Problem requirements: In full and without change, return each entry.

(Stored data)
--------------------

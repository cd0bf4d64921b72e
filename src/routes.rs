use axum::{
    extract::State,
    http::{StatusCode, Uri},
    middleware::from_fn_with_state,
    response::{IntoResponse, Response},
    routing::get,
    Router,
};
use serde_json::json;
use tower_http::{cors::CorsLayer, trace::TraceLayer};

use crate::error::ApiError;
use crate::middleware::session::session_middleware;
use crate::state::AppState;

/// Assemble the route table. Routes are declared explicitly and matched with
/// static segments before captures, so dispatch order is deterministic and
/// inspectable; everything unmatched lands in the fallback.
pub fn app(state: AppState) -> Router {
    Router::new()
        .route("/health", get(health))
        .merge(page_routes())
        .merge(api_routes())
        .fallback(fallback)
        .layer(from_fn_with_state(state.clone(), session_middleware))
        .layer(CorsLayer::permissive())
        .layer(TraceLayer::new_for_http())
        .with_state(state)
}

fn page_routes() -> Router<AppState> {
    use crate::handlers::pages::{auth, properties};

    Router::new()
        .route("/login", get(auth::login_form).post(auth::login_submit))
        .route("/register", get(auth::register_form).post(auth::register_submit))
        .route("/auth", get(auth::auth_action))
        .route("/properties", get(properties::index).post(properties::store))
        .route("/properties/create", get(properties::create_form))
        .route("/properties/my", get(properties::my_properties))
        .route("/properties/search", get(properties::search))
        .route("/properties/:id", get(properties::show).post(properties::update))
        .route(
            "/properties/:id/edit",
            get(properties::edit_form).post(properties::update),
        )
        .route(
            "/properties/:id/delete",
            get(properties::delete).post(properties::delete),
        )
}

fn api_routes() -> Router<AppState> {
    use axum::routing::post;

    use crate::handlers::api::properties;

    Router::new()
        .route("/api/properties", get(properties::index).post(properties::store))
        .route("/api/properties/search", get(properties::search))
        .route("/api/properties/statistics", get(properties::statistics))
        .route("/api/properties/report", get(properties::report))
        .route("/api/properties/recommended", get(properties::recommended))
        .route(
            "/api/properties/:id",
            get(properties::show)
                .put(properties::update)
                .delete(properties::destroy),
        )
        .route("/api/properties/:id/rent", post(properties::rent))
        .route("/api/properties/:id/release", post(properties::release))
}

/// Liveness plus a database ping.
async fn health(State(state): State<AppState>) -> Response {
    let now = chrono::Utc::now();

    match state.db.health_check().await {
        Ok(_) => (
            StatusCode::OK,
            axum::Json(json!({
                "success": true,
                "data": {
                    "status": "ok",
                    "timestamp": now,
                    "database": "ok"
                }
            })),
        )
            .into_response(),
        Err(e) => (
            StatusCode::SERVICE_UNAVAILABLE,
            axum::Json(json!({
                "success": false,
                "error": "database unavailable",
                "data": {
                    "status": "degraded",
                    "timestamp": now,
                    "database_error": e.to_string()
                }
            })),
        )
            .into_response(),
    }
}

/// Unmatched paths are not-found; anything under the reserved `admin` prefix
/// is forbidden instead.
async fn fallback(uri: Uri) -> Response {
    let path = uri.path().trim_matches('/');
    if path == "admin" || path.starts_with("admin/") {
        ApiError::forbidden("Forbidden").into_response()
    } else {
        ApiError::not_found("Not found").into_response()
    }
}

--------------------

Output below:
repository cd0bf4d64921b72e
filename src/routes.rs
use axum::{
    extract::State,
    http::{StatusCode, Uri},
    middleware::from_fn_with_state,
    response::{IntoResponse, Response},
    routing::get,
    Router,
};
use serde_json::json;
use tower_http::{cors::CorsLayer, trace::TraceLayer};

use crate::error::ApiError;
use crate::middleware::session::session_middleware;
use crate::state::AppState;

/// Assemble the route table. Routes are declared explicitly and matched with
/// static segments before captures, so dispatch order is deterministic and
/// inspectable; everything unmatched lands in the fallback.
pub fn app(state: AppState) -> Router {
    Router::new()
        .route("/health", get(health))
        .merge(page_routes())
        .merge(api_routes())
        .fallback(fallback)
        .layer(from_fn_with_state(state.clone(), session_middleware))
        .layer(CorsLayer::permissive())
        .layer(TraceLayer::new_for_http())
        .with_state(state)
}

fn page_routes() -> Router<AppState> {
    use crate::handlers::pages::{auth, properties};

    Router::new()
        .route("/login", get(auth::login_form).post(auth::login_submit))
        .route("/register", get(auth::register_form).post(auth::register_submit))
        .route("/auth", get(auth::auth_action))
        .route("/properties", get(properties::index).post(properties::store))
        .route("/properties/create", get(properties::create_form))
        .route("/properties/my", get(properties::my_properties))
        .route("/properties/search", get(properties::search))
        .route("/properties/:id", get(properties::show).post(properties::update))
        .route(
            "/properties/:id/edit",
            get(properties::edit_form).post(properties::update),
        )
        .route(
            "/properties/:id/delete",
            get(properties::delete).post(properties::delete),
        )
}

fn api_routes() -> Router<AppState> {
    use axum::routing::post;

    use crate::handlers::api::properties;

    Router::new()
        .route("/api/properties", get(properties::index).post(properties::store))
        .route("/api/properties/search", get(properties::search))
        .route("/api/properties/statistics", get(properties::statistics))
        .route("/api/properties/report", get(properties::report))
        .route("/api/properties/recommended", get(properties::recommended))
        .route(
            "/api/properties/:id",
            get(properties::show)
                .put(properties::update)
                .delete(properties::destroy),
        )
        .route("/api/properties/:id/rent", post(properties::rent))
        .route("/api/properties/:id/release", post(properties::release))
}

/// Liveness plus a database ping.
async fn health(State(state): State<AppState>) -> Response {
    let now = chrono::Utc::now();

    match state.db.health_check().await {
        Ok(_) => (
            StatusCode::OK,
            axum::Json(json!({
                "success": true,
                "data": {
                    "status": "ok",
                    "timestamp": now,
                    "database": "ok"
                }
            })),
        )
            .into_response(),
        Err(e) => (
            StatusCode::SERVICE_UNAVAILABLE,
            axum::Json(json!({
                "success": false,
                "error": "database unavailable",
                "data": {
                    "status": "degraded",
                    "timestamp": now,
                    "database_error": e.to_string()
                }
            })),
        )
            .into_response(),
    }
}

/// Unmatched paths are not-found; anything under the reserved `admin` prefix
/// is forbidden instead.
async fn fallback(uri: Uri) -> Response {
    let path = uri.path().trim_matches('/');
    if path == "admin" || path.starts_with("admin/") {
        ApiError::forbidden("Forbidden").into_response()
    } else {
        ApiError::not_found("Not found").into_response()
    }
}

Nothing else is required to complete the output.